Tax Deductions to Help Simple Filers Save Money
Simple filers have several straightforward opportunities to lower their taxes via tax deductions. They fall into two broad categories:
- Adjustments to Income
- Itemized Deductions
Adjustments to Income
You have until April 15, 2013 to make a contribution to a regular IRA for the 2012 tax year. As long as your income is less than certain limits, you may take a tax deduction for your IRA contribution. No deduction is available for a Roth IRA contribution.

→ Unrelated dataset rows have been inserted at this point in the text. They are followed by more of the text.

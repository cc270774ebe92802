//! Schedule domain models.
//!
//! Plain immutable values describing a facility's weekly operating hours.
//! Editing happens in [`crate::editor`], which returns new values instead
//! of mutating these.
//!
//! # Concepts
//!
//! | Type | Meaning |
//! |------|---------|
//! | [`TimePoint`] | Clock time of day |
//! | [`TimeRange`] | One opening interval, possibly overnight |
//! | [`DaySchedule`] | Days sharing one rule (open / closed / full day) |
//! | [`WeekSchedule`] | Ordered day-groups, each weekday owned at most once |
//! | [`EvaluationResult`] | Open/closed state at an instant |

mod day_schedule;
mod info;
pub mod time;
mod week_schedule;
mod weekday;

pub use day_schedule::DaySchedule;
pub use info::{EvaluationResult, RuleState};
pub use time::{normalize_span, MinuteSpan, TimePoint, TimeRange, MINUTES_PER_DAY};
pub use week_schedule::WeekSchedule;
pub use weekday::{Weekday, WeekdaySet};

If you moved far enough during 2012 for a job, you might be eligible to take a deduction for expenses related to moving you, your family, and your possessions to your new home. If your new workplace is at least 50 miles farther from your old home than your old job location was and you work for most of the next year (39 out of the following 52 weeks), your expenses may be tax deductible.
Most alimony you pay during 2012 is taxable income to your ex-spouse. It’s also deductible for you.
Student Loan Interest
Up to $2,500 of the interest you paid during 2012 on most student loans is tax deductible. You’ll probably receive a Form 1098-E, indicating the total amount of student loan interest you paid. If the amount you paid exceeds $2,500, then you qualify for the maximum deduction. If you paid some lesser amount, you can deduct the amount you actually paid.
Common Itemized Deductions
Gifts you make to 501(c)3 organizations (i.e., most legitimate charitable organizations) are tax deductible. Gifts can include not only cash, checks, or credit card charges, but also donations of clothing and household items. Make sure you get donation receipts for your files, and then deduct your charitable donations as itemized deductions.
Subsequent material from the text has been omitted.